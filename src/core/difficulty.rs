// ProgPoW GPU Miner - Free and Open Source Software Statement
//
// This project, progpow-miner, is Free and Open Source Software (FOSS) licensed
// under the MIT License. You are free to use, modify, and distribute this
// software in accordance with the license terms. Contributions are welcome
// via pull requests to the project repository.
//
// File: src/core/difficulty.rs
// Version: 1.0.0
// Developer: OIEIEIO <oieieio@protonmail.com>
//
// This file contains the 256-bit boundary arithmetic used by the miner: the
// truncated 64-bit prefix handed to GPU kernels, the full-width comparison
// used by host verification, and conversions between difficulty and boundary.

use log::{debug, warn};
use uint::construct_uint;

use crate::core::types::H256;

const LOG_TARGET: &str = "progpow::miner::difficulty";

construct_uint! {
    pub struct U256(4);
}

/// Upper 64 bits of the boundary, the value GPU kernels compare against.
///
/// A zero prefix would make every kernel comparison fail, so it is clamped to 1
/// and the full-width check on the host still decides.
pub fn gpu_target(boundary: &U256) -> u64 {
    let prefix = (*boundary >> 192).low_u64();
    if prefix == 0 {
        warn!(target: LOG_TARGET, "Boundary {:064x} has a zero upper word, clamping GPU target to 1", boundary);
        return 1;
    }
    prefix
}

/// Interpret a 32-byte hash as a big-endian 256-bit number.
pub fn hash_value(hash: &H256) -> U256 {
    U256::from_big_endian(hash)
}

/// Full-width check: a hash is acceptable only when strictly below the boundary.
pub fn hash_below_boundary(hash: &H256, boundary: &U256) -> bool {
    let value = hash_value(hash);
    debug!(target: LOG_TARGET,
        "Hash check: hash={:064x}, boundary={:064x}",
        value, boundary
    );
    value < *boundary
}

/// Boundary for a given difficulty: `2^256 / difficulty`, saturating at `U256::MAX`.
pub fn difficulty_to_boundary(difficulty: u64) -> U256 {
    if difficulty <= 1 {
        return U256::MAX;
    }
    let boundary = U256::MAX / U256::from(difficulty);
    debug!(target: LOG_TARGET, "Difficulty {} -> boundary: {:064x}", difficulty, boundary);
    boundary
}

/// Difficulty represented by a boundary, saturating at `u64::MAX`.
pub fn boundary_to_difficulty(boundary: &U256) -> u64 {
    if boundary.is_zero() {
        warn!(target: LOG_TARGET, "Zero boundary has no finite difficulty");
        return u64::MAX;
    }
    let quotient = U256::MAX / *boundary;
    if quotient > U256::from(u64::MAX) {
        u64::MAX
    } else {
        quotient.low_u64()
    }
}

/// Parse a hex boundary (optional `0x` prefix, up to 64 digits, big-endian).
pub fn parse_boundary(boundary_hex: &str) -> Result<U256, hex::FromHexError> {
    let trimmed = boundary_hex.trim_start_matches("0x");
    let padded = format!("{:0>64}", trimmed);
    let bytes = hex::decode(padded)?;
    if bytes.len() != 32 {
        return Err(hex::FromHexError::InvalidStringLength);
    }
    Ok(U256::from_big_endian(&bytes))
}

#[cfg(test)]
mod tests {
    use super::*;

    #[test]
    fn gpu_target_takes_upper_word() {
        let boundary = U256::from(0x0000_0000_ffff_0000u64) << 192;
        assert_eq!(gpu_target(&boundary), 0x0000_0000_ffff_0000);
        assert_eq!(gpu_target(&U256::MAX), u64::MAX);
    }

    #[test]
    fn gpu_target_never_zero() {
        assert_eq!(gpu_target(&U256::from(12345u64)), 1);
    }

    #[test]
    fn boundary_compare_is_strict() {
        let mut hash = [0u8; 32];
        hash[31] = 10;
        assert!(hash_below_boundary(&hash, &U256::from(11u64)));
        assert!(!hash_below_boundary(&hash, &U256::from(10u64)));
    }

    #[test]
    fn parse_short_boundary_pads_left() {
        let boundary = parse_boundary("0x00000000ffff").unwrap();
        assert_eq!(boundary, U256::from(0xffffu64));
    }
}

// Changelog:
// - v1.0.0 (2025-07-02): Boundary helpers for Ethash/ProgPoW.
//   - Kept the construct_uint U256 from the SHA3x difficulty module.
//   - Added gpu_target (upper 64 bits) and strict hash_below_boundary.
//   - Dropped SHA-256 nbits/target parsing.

=======

◆ **About this exercise**: With every line intact, print the records above again.

◆ **Expected answer**:
filename src/core/difficulty.rs
// ProgPoW GPU Miner - Free and Open Source Software Statement
//
// This project, progpow-miner, is Free and Open Source Software (FOSS) licensed
// under the MIT License. You are free to use, modify, and distribute this
// software in accordance with the license terms. Contributions are welcome
// via pull requests to the project repository.
//
// File: src/core/difficulty.rs
// Version: 1.0.0
// Developer: OIEIEIO <oieieio@protonmail.com>
//
// This file contains the 256-bit boundary arithmetic used by the miner: the
// truncated 64-bit prefix handed to GPU kernels, the full-width comparison
// used by host verification, and conversions between difficulty and boundary.

use log::{debug, warn};
use uint::construct_uint;

use crate::core::types::H256;

const LOG_TARGET: &str = "progpow::miner::difficulty";

construct_uint! {
    pub struct U256(4);
}

/// Upper 64 bits of the boundary, the value GPU kernels compare against.
///
/// A zero prefix would make every kernel comparison fail, so it is clamped to 1
/// and the full-width check on the host still decides.
pub fn gpu_target(boundary: &U256) -> u64 {
    let prefix = (*boundary >> 192).low_u64();
    if prefix == 0 {
        warn!(target: LOG_TARGET, "Boundary {:064x} has a zero upper word, clamping GPU target to 1", boundary);
        return 1;
    }
    prefix
}

/// Interpret a 32-byte hash as a big-endian 256-bit number.
pub fn hash_value(hash: &H256) -> U256 {
    U256::from_big_endian(hash)
}

/// Full-width check: a hash is acceptable only when strictly below the boundary.
pub fn hash_below_boundary(hash: &H256, boundary: &U256) -> bool {
    let value = hash_value(hash);
    debug!(target: LOG_TARGET,
        "Hash check: hash={:064x}, boundary={:064x}",
        value, boundary
    );
    value < *boundary
}

/// Boundary for a given difficulty: `2^256 / difficulty`, saturating at `U256::MAX`.
pub fn difficulty_to_boundary(difficulty: u64) -> U256 {
    if difficulty <= 1 {
        return U256::MAX;
    }
    let boundary = U256::MAX / U256::from(difficulty);
    debug!(target: LOG_TARGET, "Difficulty {} -> boundary: {:064x}", difficulty, boundary);
    boundary
}

/// Difficulty represented by a boundary, saturating at `u64::MAX`.
pub fn boundary_to_difficulty(boundary: &U256) -> u64 {
    if boundary.is_zero() {
        warn!(target: LOG_TARGET, "Zero boundary has no finite difficulty");
        return u64::MAX;
    }
    let quotient = U256::MAX / *boundary;
    if quotient > U256::from(u64::MAX) {
        u64::MAX
    } else {
        quotient.low_u64()
    }
}

/// Parse a hex boundary (optional `0x` prefix, up to 64 digits, big-endian).
pub fn parse_boundary(boundary_hex: &str) -> Result<U256, hex::FromHexError> {
    let trimmed = boundary_hex.trim_start_matches("0x");
    let padded = format!("{:0>64}", trimmed);
    let bytes = hex::decode(padded)?;
    if bytes.len() != 32 {
        return Err(hex::FromHexError::InvalidStringLength);
    }
    Ok(U256::from_big_endian(&bytes))
}

#[cfg(test)]
mod tests {
    use super::*;

    #[test]
    fn gpu_target_takes_upper_word() {
        let boundary = U256::from(0x0000_0000_ffff_0000u64) << 192;
        assert_eq!(gpu_target(&boundary), 0x0000_0000_ffff_0000);
        assert_eq!(gpu_target(&U256::MAX), u64::MAX);
    }

    #[test]
    fn gpu_target_never_zero() {
        assert_eq!(gpu_target(&U256::from(12345u64)), 1);
    }

    #[test]
    fn boundary_compare_is_strict() {
        let mut hash = [0u8; 32];
        hash[31] = 10;
        assert!(hash_below_boundary(&hash, &U256::from(11u64)));
        assert!(!hash_below_boundary(&hash, &U256::from(10u64)));
    }

    #[test]
    fn parse_short_boundary_pads_left() {
        let boundary = parse_boundary("0x00000000ffff").unwrap();
        assert_eq!(boundary, U256::from(0xffffu64));
    }
}

// Changelog:
// - v1.0.0 (2025-07-02): Boundary helpers for Ethash/ProgPoW.
//   - Kept the construct_uint U256 from the SHA3x difficulty module.
//   - Added gpu_target (upper 64 bits) and strict hash_below_boundary.
//   - Dropped SHA-256 nbits/target parsing.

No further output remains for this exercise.